● **Problem requirements**:
Give the count of lines below that include the word "Debug", and say nothing else.

==================================================

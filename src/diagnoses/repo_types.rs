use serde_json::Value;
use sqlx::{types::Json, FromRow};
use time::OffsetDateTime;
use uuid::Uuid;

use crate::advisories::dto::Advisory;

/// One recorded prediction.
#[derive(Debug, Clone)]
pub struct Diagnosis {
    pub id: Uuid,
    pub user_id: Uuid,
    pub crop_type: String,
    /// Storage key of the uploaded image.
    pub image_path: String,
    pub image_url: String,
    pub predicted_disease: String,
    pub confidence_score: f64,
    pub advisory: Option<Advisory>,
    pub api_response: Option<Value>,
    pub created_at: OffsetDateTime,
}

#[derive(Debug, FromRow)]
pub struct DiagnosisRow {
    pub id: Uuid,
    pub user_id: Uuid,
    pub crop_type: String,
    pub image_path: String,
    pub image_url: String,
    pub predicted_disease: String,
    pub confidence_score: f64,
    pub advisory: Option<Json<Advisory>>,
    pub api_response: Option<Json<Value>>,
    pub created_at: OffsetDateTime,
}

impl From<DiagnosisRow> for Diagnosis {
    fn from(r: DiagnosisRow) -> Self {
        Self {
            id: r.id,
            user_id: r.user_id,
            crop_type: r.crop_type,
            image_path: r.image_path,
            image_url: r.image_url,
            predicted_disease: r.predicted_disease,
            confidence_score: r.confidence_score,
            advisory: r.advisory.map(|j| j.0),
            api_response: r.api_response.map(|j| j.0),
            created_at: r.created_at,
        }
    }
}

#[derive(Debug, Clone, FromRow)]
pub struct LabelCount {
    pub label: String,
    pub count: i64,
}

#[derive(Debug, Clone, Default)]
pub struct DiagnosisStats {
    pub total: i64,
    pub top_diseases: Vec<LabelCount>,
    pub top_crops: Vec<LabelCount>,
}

==================================================

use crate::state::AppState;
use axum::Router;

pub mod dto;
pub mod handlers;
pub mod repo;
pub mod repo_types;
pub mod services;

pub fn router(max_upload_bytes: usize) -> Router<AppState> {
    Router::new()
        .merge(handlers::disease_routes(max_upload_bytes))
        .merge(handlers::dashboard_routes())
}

==================================================

● **Answer to this exercise**:
4